Sneak Peek! New Pay Phone Series:
Pay Phones. They were everywhere when you needed them. The light in the dark night after the concert when you needed a ride. We could stay in touch while away from home. Hunks of metal on walls, in booths, singles, ten in a row. Privacy. Anonymity. Pay per use, no debts. The good, the bad. An occasional source of spare change for the downtrodden. Shelter from the storm. Frantic calls on movie screens. Heists planned, cabs called, ransom demanded, plans made, drugs sold, romance blossomed, interviews scheduled. Michael J. Fox famously used one as his home number to keep in touch with producers and agents. I used one regularly for weeks when I first moved to Toronto in 1999, from the lobby of the Backpackers hostel. I used one across the street from my first real apartment at the Heartbreak Hotel on Queen.
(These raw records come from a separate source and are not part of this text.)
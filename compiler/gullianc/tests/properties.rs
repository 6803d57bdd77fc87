//! Property tests over the whole pipeline.

use proptest::prelude::*;

use gullianc::compile_source;

/// Names that cannot be used as fresh identifiers in generated programs.
fn is_reserved(name: &str) -> bool {
    matches!(
        name,
        "extern"
            | "import"
            | "struct"
            | "enum"
            | "union"
            | "let"
            | "fun"
            | "return"
            | "while"
            | "for"
            | "in"
            | "break"
            | "continue"
            | "switch"
            | "if"
            | "else"
            | "elif"
            | "comptime"
            | "not"
            | "and"
            | "or"
            | "true"
            | "false"
            | "type"
            | "module"
            | "void"
            | "bool"
            | "int"
            | "u8"
            | "u16"
            | "u32"
            | "float"
            | "str"
            | "byte"
            | "char"
            | "ptr"
            | "function"
            | "any"
            | "main"
    )
}

fn identifier() -> impl Strategy<Value = String> {
    prop::string::string_regex("[a-z][a-z0-9_]{0,12}")
        .expect("valid regex")
        .prop_filter("not reserved", |name| !is_reserved(name))
}

proptest! {
    /// Integer literals survive the trip from source to C text.
    #[test]
    fn int_literals_roundtrip(value in 0i64..1_000_000_000) {
        let source = format!("fun main(): int {{ return {value} }}");
        let c = compile_source(&source, None).expect("compiles");
        let needle = format!("return {};", value);
        prop_assert!(c.contains(&needle));
    }

    /// Plain string literals come out of the emitter quoted, verbatim.
    #[test]
    fn str_literals_roundtrip(text in "[a-zA-Z0-9 ,.!]{0,24}") {
        let source = format!(
            "extern fun puts(s: str): int\nfun main(): int {{ puts(\"{text}\") return 0 }}"
        );
        let c = compile_source(&source, None).expect("compiles");
        let needle = format!("puts(\"{}\");", text);
        prop_assert!(c.contains(&needle));
    }

    /// Bool literals emit as C99 `true`/`false`.
    #[test]
    fn bool_literals_roundtrip(value in any::<bool>()) {
        let source = format!("fun flag(): bool {{ return {value} }}\nfun main(): int {{ return 0 }}");
        let c = compile_source(&source, None).expect("compiles");
        let needle = format!("return {};", value);
        prop_assert!(c.contains(&needle));
    }

    /// Declared variables keep their names and initializers.
    #[test]
    fn let_bindings_roundtrip(name in identifier(), value in 0i64..100_000) {
        let source = format!("fun main(): int {{ let {name} = {value} return {name} }}");
        let c = compile_source(&source, None).expect("compiles");
        let decl_needle = format!("int {} = {};", name, value);
        let ret_needle = format!("return {};", name);
        prop_assert!(c.contains(&decl_needle));
        prop_assert!(c.contains(&ret_needle));
    }

    /// Emission is a pure function of the checked module tree.
    #[test]
    fn emission_is_deterministic(value in 0i64..1_000_000) {
        let source = format!(
            "struct Pair {{ a: int, b: int }}\n\
             fun main(): int {{ let p = Pair{{{value}, 2}} return p.a }}"
        );
        let first = compile_source(&source, None).expect("compiles");
        let second = compile_source(&source, None).expect("compiles");
        prop_assert_eq!(first, second);
    }
}
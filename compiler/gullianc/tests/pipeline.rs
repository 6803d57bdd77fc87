//! End-to-end scenarios: source text in, C text out.

use gullianc::compile_source;

#[test]
fn hello_world() {
    let c = compile_source(
        "extern fun puts(s: str): int\nfun main(): int { puts(\"hi\") return 0 }",
        None,
    )
    .expect("compiles");
    assert!(c.contains("int main("), "missing main in:\n{c}");
    assert!(c.contains("puts(\"hi\");"), "missing call in:\n{c}");
}

#[test]
fn struct_roundtrip() {
    let c = compile_source(
        "struct Point { x: int, y: int }\nfun main(): int { let p = Point{1, 2} return p.x }",
        None,
    )
    .expect("compiles");
    assert!(c.contains("struct Point{int x; int y; };"), "bad def in:\n{c}");
    assert!(c.contains("p.x"), "missing access in:\n{c}");
}

#[test]
fn generic_monomorphization() {
    let c = compile_source(
        "struct Box[T] { v: T }\n\
         fun id[T](b: Box[T]): T { return b.v }\n\
         fun main(): int { return id(Box[int]{7}) }",
        None,
    )
    .expect("compiles");
    assert_eq!(c.matches("_S_Box_int{int v; };").count(), 1, "in:\n{c}");
    assert!(c.contains("_S_id_int("), "missing specialization in:\n{c}");
}

#[test]
fn union_variant_guard() {
    let guarded = "union Opt[T] { some: T, none: int }\n\
                   fun main(): int { let o = Opt[int]{some: 3} if o.some? { return o.some } return 0 }";
    compile_source(guarded, None).expect("guarded read compiles");

    let unguarded = "union Opt[T] { some: T, none: int }\n\
                     fun main(): int { let o = Opt[int]{some: 3} return o.some }";
    let err = compile_source(unguarded, None).expect_err("unguarded read is rejected");
    assert!(
        err.message.contains("possibly uninitialized variant"),
        "unexpected message: {err}"
    );
}

#[test]
fn implicit_generic_inference() {
    let c = compile_source(
        "fun twice[T](x: T): T { return x }\nfun main(): int { return twice(5) }",
        None,
    )
    .expect("compiles");
    assert!(c.contains("_S_twice_int("), "missing inferred specialization in:\n{c}");
}

#[test]
fn imports_compile_into_one_unit() {
    let dir = tempfile::tempdir().expect("tempdir");
    std::fs::write(
        dir.path().join("util.gullian"),
        "fun three(): int { return 3 }",
    )
    .expect("write util");

    let c = compile_source(
        "import util\nfun main(): int { return util.three() }",
        Some(dir.path().to_path_buf()),
    )
    .expect("compiles");
    assert!(c.contains("int three()"), "missing imported function in:\n{c}");
    assert!(c.contains("three()"), "missing call in:\n{c}");

    // The imported function's definition precedes main's.
    let three = c.find("int three() {").expect("three body");
    let main = c.find("int main() {").expect("main body");
    assert!(three < main, "imports emit before the root module:\n{c}");
}

#[test]
fn import_cycles_terminate() {
    let dir = tempfile::tempdir().expect("tempdir");
    std::fs::write(
        dir.path().join("a.gullian"),
        "import b\nfun from_a(): int { return 1 }",
    )
    .expect("write a");
    std::fs::write(
        dir.path().join("b.gullian"),
        "import a\nfun from_b(): int { return 2 }",
    )
    .expect("write b");

    // The root imports a, a imports b, b imports a again: the second
    // import resolves to the in-progress module and compilation
    // terminates.
    let c = compile_source(
        "import a\nfun main(): int { return 0 }",
        Some(dir.path().to_path_buf()),
    )
    .expect("cycle terminates");
    assert!(c.contains("int main("), "missing main in:\n{c}");
}

#[test]
fn missing_import_names_the_hint() {
    let err = compile_source("import nowhere\nfun main(): int { return 0 }", None)
        .expect_err("missing file");
    assert!(err.message.contains("file not found"), "unexpected: {err}");
}

#[test]
fn diagnostics_carry_line_and_module() {
    let err = compile_source("fun main(): int { return missing_var }", None)
        .expect_err("unknown name");
    assert_eq!(
        err.to_string(),
        "name error: variable missing_var not found in current scope. at line 1. in module main"
    );
}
There is a special place in everyone’s heart for the pay phone – like it or not… they were there when we needed them. We paid them back for their loyalty with progress – we created a hand held, carry around device the size of a thermos that looked like it ran on gasoline. It was 1973 and hand held devices had been on the minds of innovators for some time, but had now found itself closer to what would take almost 30 years to become the future of communication. Now, greatly reduced in numbers, the pay phones sit patiently waiting to be uprooted from under use or damaged through abuse. They are among the last of one of the most important technological advances in recent human history – the shared personal telephone for anybody who could spare a coin.
This work will be presented publicly for the first time at The Artist Project Toronto 2015.